Data section —
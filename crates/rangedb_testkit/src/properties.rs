//! Invariants checked over generated inputs.
//!
//! The checkers return a description of the first violation, so proptest
//! cases and ordinary tests can share them.

use crate::fixtures::{drain, int_keys, int_table, set_bound, TestDatabase, TABLE};
use crate::generators::{CursorStep, GenBounds};
use rangedb_core::{
    BeginConfig, BoundConfig, CommitConfig, CoreError, CoreResult, Cursor, CursorConfig,
    DatabaseConfig, Key, RollbackConfig, Timestamp,
};
use std::collections::BTreeSet;

/// Installs generated bounds on a cursor.
pub fn install_bounds(cursor: &mut Cursor<'_>, bounds: &GenBounds) -> CoreResult<()> {
    if let Some(lower) = bounds.lower {
        set_bound(cursor, lower.key, BoundConfig::lower().inclusive(lower.inclusive))?;
    }
    if let Some(upper) = bounds.upper {
        set_bound(cursor, upper.key, BoundConfig::upper().inclusive(upper.inclusive))?;
    }
    Ok(())
}

fn current_int(cursor: &Cursor<'_>) -> CoreResult<i64> {
    match cursor.key()? {
        Key::Int(k) => Ok(k),
        other => Err(CoreError::invalid_argument(format!("unexpected key {other}"))),
    }
}

/// Runs `steps` on a bounded cursor over `keys` and checks that every key
/// returned lies inside the bounds and exists in the table.
pub fn check_bounded_steps(
    keys: &BTreeSet<i64>,
    bounds: &GenBounds,
    steps: &[CursorStep],
) -> Result<(), String> {
    let db = TestDatabase::memory();
    int_table(&db, keys.iter().copied(), "v");
    let session = db.open_session();
    let mut cursor = session
        .open_cursor(TABLE, CursorConfig::new())
        .map_err(|e| e.to_string())?;
    install_bounds(&mut cursor, bounds).map_err(|e| e.to_string())?;
    cursor.reset();

    let expected: Vec<i64> = keys.iter().copied().filter(|k| bounds.admits(*k)).collect();
    let scanned = drain(&mut cursor, true).map_err(|e| e.to_string())?;
    if int_keys(&scanned) != expected {
        return Err(format!("forward scan {:?}, expected {expected:?}", int_keys(&scanned)));
    }
    cursor.reset();

    for step in steps {
        let result = match *step {
            CursorStep::Next => cursor.next(),
            CursorStep::Prev => cursor.prev(),
            CursorStep::Reset => {
                cursor.reset();
                continue;
            }
            CursorStep::Search(k) => {
                cursor.set_key(k);
                cursor.search()
            }
            CursorStep::SearchNear(k) => {
                cursor.set_key(k);
                cursor.search_near().map(|_| ())
            }
        };
        match result {
            Ok(()) => {
                let k = current_int(&cursor).map_err(|e| e.to_string())?;
                if !bounds.admits(k) || !keys.contains(&k) {
                    return Err(format!("{step:?} returned {k} outside {bounds:?}"));
                }
                if let CursorStep::Search(target) = *step {
                    if k != target {
                        return Err(format!("search for {target} landed on {k}"));
                    }
                }
            }
            Err(e) if e.is_not_found() => {
                if let CursorStep::Search(target) = *step {
                    if bounds.admits(target) && keys.contains(&target) {
                        return Err(format!("search for {target} was not found"));
                    }
                }
                if let CursorStep::SearchNear(_) = *step {
                    if !expected.is_empty() {
                        return Err("search_near found nothing in a non-empty range".into());
                    }
                }
            }
            Err(e) => return Err(format!("{step:?} failed: {e}")),
        }
    }
    Ok(())
}

/// Commits `history` for key 1 (each entry a commit timestamp and whether
/// it removes the key) and checks every read timestamp sees the newest
/// version at or below it.
pub fn check_history_visibility(history: &[(u64, bool)]) -> Result<(), String> {
    let db = TestDatabase::memory();
    int_table(&db, [], "unused");
    let session = db.open_session();
    let run = |r: CoreResult<()>| r.map_err(|e| e.to_string());

    let mut present = false;
    let mut committed = Vec::new();
    for &(commit, removed) in history {
        let removed = removed && present;
        run(session.begin_transaction(&BeginConfig::new()))?;
        {
            let mut cursor = session
                .open_cursor(TABLE, CursorConfig::new())
                .map_err(|e| e.to_string())?;
            cursor.set_key(1i64);
            if removed {
                run(cursor.remove())?;
            } else {
                cursor.set_value(format!("v{commit}"));
                run(cursor.insert())?;
            }
        }
        run(session.commit_transaction(
            &CommitConfig::new().commit_timestamp(Timestamp::new(commit)),
        ))?;
        present = !removed;
        committed.push((commit, removed));
    }

    let last = committed.last().map_or(0, |(ts, _)| *ts);
    for read_ts in 1..=last + 2 {
        let expected = committed
            .iter()
            .rev()
            .find(|(ts, _)| *ts <= read_ts)
            .and_then(|(ts, removed)| (!removed).then(|| format!("v{ts}")));

        run(session.begin_transaction(
            &BeginConfig::new().read_timestamp(Timestamp::new(read_ts)),
        ))?;
        let seen = match crate::fixtures::read(&session, TABLE, 1i64) {
            Ok(value) => value.as_str().map(str::to_string),
            Err(e) if e.is_not_found() => None,
            Err(e) => return Err(e.to_string()),
        };
        run(session.rollback_transaction(&RollbackConfig::new()))?;
        if seen != expected {
            return Err(format!("read at {read_ts} saw {seen:?}, expected {expected:?}"));
        }
    }
    Ok(())
}

/// Truncates `[lo, hi]` of keys `1..=count` in a transaction, rolls back and
/// checks every key is back.
pub fn check_truncate_rollback(count: i64, lo: i64, hi: i64) -> Result<(), String> {
    let db = TestDatabase::memory_with_config(DatabaseConfig::new().leaf_page_max_entries(4));
    int_table(&db, 1..=count, "v1");
    let session = db.open_session();

    let truncate = || -> CoreResult<usize> {
        session.begin_transaction(&BeginConfig::new())?;
        let mut start = session.open_cursor(TABLE, CursorConfig::new())?;
        let mut stop = session.open_cursor(TABLE, CursorConfig::new())?;
        start.set_key(lo);
        stop.set_key(hi);
        session.truncate(None, Some(&start), Some(&stop))?;
        let mut scan = session.open_cursor(TABLE, CursorConfig::new())?;
        let inside = drain(&mut scan, true)?.len();
        drop((start, stop, scan));
        session.rollback_transaction(&RollbackConfig::new())?;
        Ok(inside)
    };
    let inside = truncate().map_err(|e| e.to_string())?;
    let removed = usize::try_from(hi.min(count) - lo.max(1) + 1).unwrap_or(0);
    if inside != usize::try_from(count).unwrap_or(0) - removed {
        return Err(format!("truncate of [{lo}, {hi}] left {inside} records"));
    }

    let mut scan = session
        .open_cursor(TABLE, CursorConfig::new())
        .map_err(|e| e.to_string())?;
    let after = drain(&mut scan, true).map_err(|e| e.to_string())?;
    if int_keys(&after) != (1..=count).collect::<Vec<_>>() {
        return Err(format!("rollback of [{lo}, {hi}] did not restore every key"));
    }
    if after.iter().any(|(_, v)| v.as_str() != Some("v1")) {
        return Err(format!("rollback of [{lo}, {hi}] changed a value"));
    }
    Ok(())
}

#[cfg(test)]
mod tests {
    use super::*;
    use crate::fixtures::{create_table, populate, read, with_temp_db};
    use crate::generators::{bounds_strategy, cursor_steps_strategy, history_strategy, key_set_strategy};
    use crate::scenarios::{commit_prepared_across_stable, PREPARED_KEYS};
    use proptest::prelude::*;
    use rangedb_core::{
        CheckpointConfig, Database, PrepareConfig, SessionConfig, TimestampConfig, Value,
    };

    proptest! {
        #![proptest_config(ProptestConfig::with_cases(64))]

        #[test]
        fn bounded_cursors_stay_in_bounds(
            keys in key_set_strategy(40, 30),
            bounds in bounds_strategy(40),
            steps in cursor_steps_strategy(40, 40),
        ) {
            prop_assert_eq!(check_bounded_steps(&keys, &bounds, &steps), Ok(()));
        }

        #[test]
        fn readers_see_the_newest_version_at_or_below_their_timestamp(
            history in history_strategy(8),
        ) {
            prop_assert_eq!(check_history_visibility(&history), Ok(()));
        }

        #[test]
        fn truncate_rollback_restores_any_interval(lo in 1i64..40, len in 0i64..20) {
            prop_assert_eq!(check_truncate_rollback(40, lo, lo + len), Ok(()));
        }
    }

    #[test]
    fn insert_search_remove_round_trip() {
        with_temp_db(|db| {
            int_table(db, [1, 5, 9], "v");
            let session = db.open_session();
            let mut cursor = session.open_cursor(TABLE, CursorConfig::new()).unwrap();
            set_bound(&mut cursor, 3i64, BoundConfig::lower()).unwrap();
            set_bound(&mut cursor, 7i64, BoundConfig::upper()).unwrap();

            cursor.set_key(6i64);
            cursor.set_value("six");
            cursor.insert().unwrap();
            cursor.set_key(6i64);
            cursor.search().unwrap();
            assert_eq!(cursor.value().unwrap(), Value::str("six"));

            cursor.set_key(6i64);
            cursor.remove().unwrap();
            cursor.set_key(6i64);
            assert!(cursor.search().unwrap_err().is_not_found());
        });
    }

    #[test]
    fn fixed_column_removal_reads_zero() {
        with_temp_db(|db| {
            create_table(db, "table:fixed", "key_format=r,value_format=8t");
            let session = db.open_session();
            populate(&session, "table:fixed", [(Key::recno(1), Value::Bits(7)), (Key::recno(2), Value::Bits(9))], None)
                .unwrap();
            let mut cursor = session.open_cursor("table:fixed", CursorConfig::new()).unwrap();
            cursor.set_key(Key::recno(1));
            cursor.remove().unwrap();
            cursor.set_key(Key::recno(1));
            cursor.search().unwrap();
            assert_eq!(cursor.value().unwrap(), Value::Bits(0));
        });
    }

    #[test]
    fn clear_reset_and_truncate_are_idempotent() {
        with_temp_db(|db| {
            int_table(db, 1..=20, "v");
            let session = db.open_session();
            let mut cursor = session.open_cursor(TABLE, CursorConfig::new()).unwrap();
            set_bound(&mut cursor, 5i64, BoundConfig::lower()).unwrap();
            cursor.bound(BoundConfig::clear()).unwrap();
            let once = cursor.bounds().clone();
            cursor.bound(BoundConfig::clear()).unwrap();
            assert_eq!(cursor.bounds(), &once);

            cursor.next().unwrap();
            cursor.reset();
            let position = cursor.position().clone();
            cursor.reset();
            assert_eq!(cursor.position(), &position);
            drop(cursor);

            for _ in 0..2 {
                let mut start = session.open_cursor(TABLE, CursorConfig::new()).unwrap();
                let mut stop = session.open_cursor(TABLE, CursorConfig::new()).unwrap();
                start.set_key(5i64);
                stop.set_key(10i64);
                session.truncate(None, Some(&start), Some(&stop)).unwrap();
            }
            let mut scan = session.open_cursor(TABLE, CursorConfig::new()).unwrap();
            assert_eq!(drain(&mut scan, true).unwrap().len(), 14);
        });
    }

    #[test]
    fn clocks_are_monotone() {
        with_temp_db(|db| {
            let ts = Timestamp::new;
            db.set_timestamp(&TimestampConfig::new().oldest(ts(10)).stable(ts(20))).unwrap();
            let past_stable = db.set_timestamp(&TimestampConfig::new().oldest(ts(30)));
            assert!(matches!(past_stable, Err(CoreError::InvalidArgument { .. })));
            let stable_back = db.set_timestamp(&TimestampConfig::new().stable(ts(15)));
            assert!(matches!(stable_back, Err(CoreError::InvalidArgument { .. })));
            let oldest_back = db.set_timestamp(&TimestampConfig::new().oldest(ts(5)));
            assert!(matches!(oldest_back, Err(CoreError::InvalidArgument { .. })));
        });
    }

    #[test]
    fn prepared_keys_conflict_unless_ignored() {
        with_temp_db(|db| {
            int_table(db, [1, 2], "before");
            let writer = db.open_session();
            writer.begin_transaction(&BeginConfig::new()).unwrap();
            populate(&writer, TABLE, [(1i64, "after")], None).unwrap();
            writer.prepare_transaction(&PrepareConfig::at(Timestamp::new(5))).unwrap();

            let plain = db.open_session();
            assert!(matches!(read(&plain, TABLE, 1i64), Err(CoreError::PrepareConflict)));
            assert_eq!(read(&plain, TABLE, 2i64).unwrap(), Value::str("before"));

            let ignoring = db.open_session_with_config(SessionConfig::new().ignore_prepare(true));
            assert_eq!(read(&ignoring, TABLE, 1i64).unwrap(), Value::str("before"));
        });
    }

    fn read_all(db: &Database) -> Vec<Value> {
        let session = db.open_session();
        let mut cursor = session.open_cursor(TABLE, CursorConfig::new()).unwrap();
        drain(&mut cursor, true).unwrap().into_iter().map(|(_, v)| v).collect()
    }

    #[test]
    fn restart_keeps_prepared_commits_past_stable() {
        let mut db = TestDatabase::memory();
        create_table(&db, TABLE, "key_format=q,value_format=S");
        commit_prepared_across_stable(&db).unwrap();
        db.open_session().checkpoint(&CheckpointConfig::new().name("after")).unwrap();

        db.restart(Some("after")).unwrap();
        let values = read_all(&db);
        assert_eq!(values.len(), PREPARED_KEYS.count());
        assert!(values.iter().all(|v| *v == Value::str("v2")));

        db.restart(Some("before")).unwrap();
        db.rollback_to_stable().unwrap();
        assert!(read_all(&db).iter().all(|v| *v == Value::str("v1")));
    }

    #[test]
    fn rollback_to_stable_drops_prepared_commits_durable_past_stable() {
        let db = TestDatabase::memory();
        create_table(&db, TABLE, "key_format=q,value_format=S");
        commit_prepared_across_stable(&db).unwrap();
        db.rollback_to_stable().unwrap();
        assert!(read_all(&db).iter().all(|v| *v == Value::str("v1")));
    }
}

Exercise brief — Reproduce each line of the entries in which the word "InvalidArgument" is found.

Output for this exercise —
            assert!(matches!(past_stable, Err(CoreError::InvalidArgument { .. })));
            assert!(matches!(stable_back, Err(CoreError::InvalidArgument { .. })));
            assert!(matches!(oldest_back, Err(CoreError::InvalidArgument { .. })));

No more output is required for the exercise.